▸ **Aim of the exercise**
Beneath this instruction is a listing; print exactly the lines in it starting at the line that contains "builder = builder.bearer_auth(token.as_str());" and going through the line that contains "self.inner.metrics.track_status(status.as_u16());".
* * * * * * * * *
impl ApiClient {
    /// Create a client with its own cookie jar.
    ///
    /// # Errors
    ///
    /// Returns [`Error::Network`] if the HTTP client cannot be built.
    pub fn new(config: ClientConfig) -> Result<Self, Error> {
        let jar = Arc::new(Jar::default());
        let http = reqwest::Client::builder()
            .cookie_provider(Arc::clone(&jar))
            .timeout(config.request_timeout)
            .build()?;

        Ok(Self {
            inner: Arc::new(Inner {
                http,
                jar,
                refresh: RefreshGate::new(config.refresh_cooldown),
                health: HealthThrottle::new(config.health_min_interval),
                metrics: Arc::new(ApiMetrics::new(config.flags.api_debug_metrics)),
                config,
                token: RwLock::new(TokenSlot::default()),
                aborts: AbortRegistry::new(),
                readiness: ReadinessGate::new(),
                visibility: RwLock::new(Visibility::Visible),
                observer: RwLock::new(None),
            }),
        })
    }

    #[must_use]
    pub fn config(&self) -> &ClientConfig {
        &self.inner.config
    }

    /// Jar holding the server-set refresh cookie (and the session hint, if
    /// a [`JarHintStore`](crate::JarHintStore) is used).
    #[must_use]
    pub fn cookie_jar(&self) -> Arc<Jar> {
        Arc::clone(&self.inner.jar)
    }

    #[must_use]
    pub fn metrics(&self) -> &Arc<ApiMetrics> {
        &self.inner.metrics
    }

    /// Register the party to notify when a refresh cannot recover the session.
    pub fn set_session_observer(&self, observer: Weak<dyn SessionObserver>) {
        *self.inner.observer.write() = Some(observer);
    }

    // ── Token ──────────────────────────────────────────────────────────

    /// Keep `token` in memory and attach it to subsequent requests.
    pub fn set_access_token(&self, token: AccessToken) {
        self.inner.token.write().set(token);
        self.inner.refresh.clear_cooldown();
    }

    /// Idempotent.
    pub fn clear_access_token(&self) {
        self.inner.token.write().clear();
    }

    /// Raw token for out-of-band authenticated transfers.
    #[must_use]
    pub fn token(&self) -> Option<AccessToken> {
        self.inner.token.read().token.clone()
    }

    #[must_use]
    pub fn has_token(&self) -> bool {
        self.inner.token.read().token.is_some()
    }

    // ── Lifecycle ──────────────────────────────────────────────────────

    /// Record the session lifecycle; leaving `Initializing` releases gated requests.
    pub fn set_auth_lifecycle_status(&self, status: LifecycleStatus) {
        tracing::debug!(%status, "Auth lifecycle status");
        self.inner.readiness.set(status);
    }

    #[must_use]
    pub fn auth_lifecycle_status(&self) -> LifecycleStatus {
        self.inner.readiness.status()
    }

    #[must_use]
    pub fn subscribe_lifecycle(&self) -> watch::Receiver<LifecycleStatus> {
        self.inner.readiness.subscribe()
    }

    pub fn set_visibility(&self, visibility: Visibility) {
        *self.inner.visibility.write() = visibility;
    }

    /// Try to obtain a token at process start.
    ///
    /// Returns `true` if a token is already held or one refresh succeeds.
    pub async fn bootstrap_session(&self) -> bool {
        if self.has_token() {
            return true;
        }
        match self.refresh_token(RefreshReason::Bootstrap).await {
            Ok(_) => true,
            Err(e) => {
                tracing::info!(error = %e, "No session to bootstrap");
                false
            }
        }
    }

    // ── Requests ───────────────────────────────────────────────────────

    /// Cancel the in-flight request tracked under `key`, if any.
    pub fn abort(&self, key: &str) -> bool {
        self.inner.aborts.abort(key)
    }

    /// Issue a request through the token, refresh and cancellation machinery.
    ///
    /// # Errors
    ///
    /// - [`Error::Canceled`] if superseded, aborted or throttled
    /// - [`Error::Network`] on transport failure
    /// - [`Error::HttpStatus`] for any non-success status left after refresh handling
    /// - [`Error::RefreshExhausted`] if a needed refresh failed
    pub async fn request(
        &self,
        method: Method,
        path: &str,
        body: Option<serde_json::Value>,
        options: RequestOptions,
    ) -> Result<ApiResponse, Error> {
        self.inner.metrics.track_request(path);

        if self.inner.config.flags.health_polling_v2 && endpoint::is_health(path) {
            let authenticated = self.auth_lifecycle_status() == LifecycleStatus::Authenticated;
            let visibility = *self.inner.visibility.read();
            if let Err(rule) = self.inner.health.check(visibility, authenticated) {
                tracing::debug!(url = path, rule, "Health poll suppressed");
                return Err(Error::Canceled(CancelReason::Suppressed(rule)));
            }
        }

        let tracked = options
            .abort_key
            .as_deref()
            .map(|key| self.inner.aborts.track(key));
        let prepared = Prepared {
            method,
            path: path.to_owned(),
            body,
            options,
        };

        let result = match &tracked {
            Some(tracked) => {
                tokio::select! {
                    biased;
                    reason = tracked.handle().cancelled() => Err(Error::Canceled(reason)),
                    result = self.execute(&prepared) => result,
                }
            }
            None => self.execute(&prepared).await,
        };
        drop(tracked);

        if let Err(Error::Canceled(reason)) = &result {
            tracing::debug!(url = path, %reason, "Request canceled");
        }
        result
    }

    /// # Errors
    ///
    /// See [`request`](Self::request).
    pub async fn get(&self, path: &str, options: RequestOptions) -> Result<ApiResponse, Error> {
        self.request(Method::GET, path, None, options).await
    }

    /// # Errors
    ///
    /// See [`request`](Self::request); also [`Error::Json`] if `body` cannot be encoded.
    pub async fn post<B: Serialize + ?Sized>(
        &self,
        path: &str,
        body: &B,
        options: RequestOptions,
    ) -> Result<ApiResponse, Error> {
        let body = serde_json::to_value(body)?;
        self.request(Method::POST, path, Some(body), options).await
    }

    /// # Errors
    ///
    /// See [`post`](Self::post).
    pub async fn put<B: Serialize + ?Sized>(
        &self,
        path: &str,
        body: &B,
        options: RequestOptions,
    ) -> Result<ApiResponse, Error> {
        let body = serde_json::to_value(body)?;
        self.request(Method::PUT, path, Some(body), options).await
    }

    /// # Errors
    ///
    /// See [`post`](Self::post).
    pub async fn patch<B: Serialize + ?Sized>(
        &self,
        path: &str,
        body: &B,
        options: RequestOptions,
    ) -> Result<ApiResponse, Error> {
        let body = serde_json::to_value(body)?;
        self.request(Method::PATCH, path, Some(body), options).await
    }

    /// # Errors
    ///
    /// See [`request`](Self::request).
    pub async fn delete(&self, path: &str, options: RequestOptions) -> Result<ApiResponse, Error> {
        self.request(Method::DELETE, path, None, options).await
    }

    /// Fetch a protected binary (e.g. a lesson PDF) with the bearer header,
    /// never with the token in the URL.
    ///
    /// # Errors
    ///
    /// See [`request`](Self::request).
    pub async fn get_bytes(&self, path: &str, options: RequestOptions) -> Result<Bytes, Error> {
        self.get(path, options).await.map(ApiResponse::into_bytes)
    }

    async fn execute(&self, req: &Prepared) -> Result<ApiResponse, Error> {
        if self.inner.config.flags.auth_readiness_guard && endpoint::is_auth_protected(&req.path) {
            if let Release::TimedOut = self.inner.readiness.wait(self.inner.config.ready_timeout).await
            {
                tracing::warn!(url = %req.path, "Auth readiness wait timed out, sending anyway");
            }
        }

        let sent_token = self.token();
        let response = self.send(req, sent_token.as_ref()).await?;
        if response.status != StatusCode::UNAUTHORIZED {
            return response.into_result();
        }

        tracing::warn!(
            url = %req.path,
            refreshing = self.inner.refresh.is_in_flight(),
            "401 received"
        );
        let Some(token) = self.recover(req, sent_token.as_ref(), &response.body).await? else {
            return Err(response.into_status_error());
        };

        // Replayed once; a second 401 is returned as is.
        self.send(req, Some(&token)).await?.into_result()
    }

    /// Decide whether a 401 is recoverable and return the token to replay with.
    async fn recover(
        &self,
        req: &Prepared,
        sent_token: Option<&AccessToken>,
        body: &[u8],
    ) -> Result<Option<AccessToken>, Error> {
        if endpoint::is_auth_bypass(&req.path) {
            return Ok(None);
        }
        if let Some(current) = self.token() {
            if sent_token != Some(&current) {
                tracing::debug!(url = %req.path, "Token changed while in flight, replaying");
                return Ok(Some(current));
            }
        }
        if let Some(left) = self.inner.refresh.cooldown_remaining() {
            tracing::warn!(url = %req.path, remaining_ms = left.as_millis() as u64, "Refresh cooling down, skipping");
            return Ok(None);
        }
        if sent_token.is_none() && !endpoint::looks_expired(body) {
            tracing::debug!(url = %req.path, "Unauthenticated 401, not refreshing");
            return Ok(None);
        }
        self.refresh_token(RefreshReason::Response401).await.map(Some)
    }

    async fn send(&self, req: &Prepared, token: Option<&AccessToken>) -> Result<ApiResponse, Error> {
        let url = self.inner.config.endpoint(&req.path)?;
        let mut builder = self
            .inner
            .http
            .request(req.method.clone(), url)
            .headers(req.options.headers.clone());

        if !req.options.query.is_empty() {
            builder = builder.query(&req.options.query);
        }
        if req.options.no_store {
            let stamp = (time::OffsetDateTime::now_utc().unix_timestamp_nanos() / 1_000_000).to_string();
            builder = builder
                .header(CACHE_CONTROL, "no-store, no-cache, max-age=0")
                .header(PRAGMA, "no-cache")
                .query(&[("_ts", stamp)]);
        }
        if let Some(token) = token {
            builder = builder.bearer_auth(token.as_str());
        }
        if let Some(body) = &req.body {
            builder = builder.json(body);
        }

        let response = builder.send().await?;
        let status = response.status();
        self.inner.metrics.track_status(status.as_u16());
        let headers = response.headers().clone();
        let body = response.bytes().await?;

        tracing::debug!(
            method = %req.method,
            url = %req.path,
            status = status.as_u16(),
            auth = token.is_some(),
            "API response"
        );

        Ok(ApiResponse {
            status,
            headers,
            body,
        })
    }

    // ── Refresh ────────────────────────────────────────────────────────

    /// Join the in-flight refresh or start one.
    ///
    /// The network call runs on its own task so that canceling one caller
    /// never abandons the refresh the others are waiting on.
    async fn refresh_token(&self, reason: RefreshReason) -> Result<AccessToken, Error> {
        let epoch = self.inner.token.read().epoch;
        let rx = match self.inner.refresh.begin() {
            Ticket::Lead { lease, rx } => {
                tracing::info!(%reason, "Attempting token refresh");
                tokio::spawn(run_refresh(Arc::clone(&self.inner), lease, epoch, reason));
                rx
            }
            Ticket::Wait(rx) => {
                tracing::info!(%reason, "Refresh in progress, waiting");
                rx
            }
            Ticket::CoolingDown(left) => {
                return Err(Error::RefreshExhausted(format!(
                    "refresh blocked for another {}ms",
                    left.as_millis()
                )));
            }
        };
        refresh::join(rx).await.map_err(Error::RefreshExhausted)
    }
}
* * * * * * * * *
▸ **Response**
            builder = builder.bearer_auth(token.as_str());
        }
        if let Some(body) = &req.body {
            builder = builder.json(body);
        }

        let response = builder.send().await?;
        let status = response.status();
        self.inner.metrics.track_status(status.as_u16());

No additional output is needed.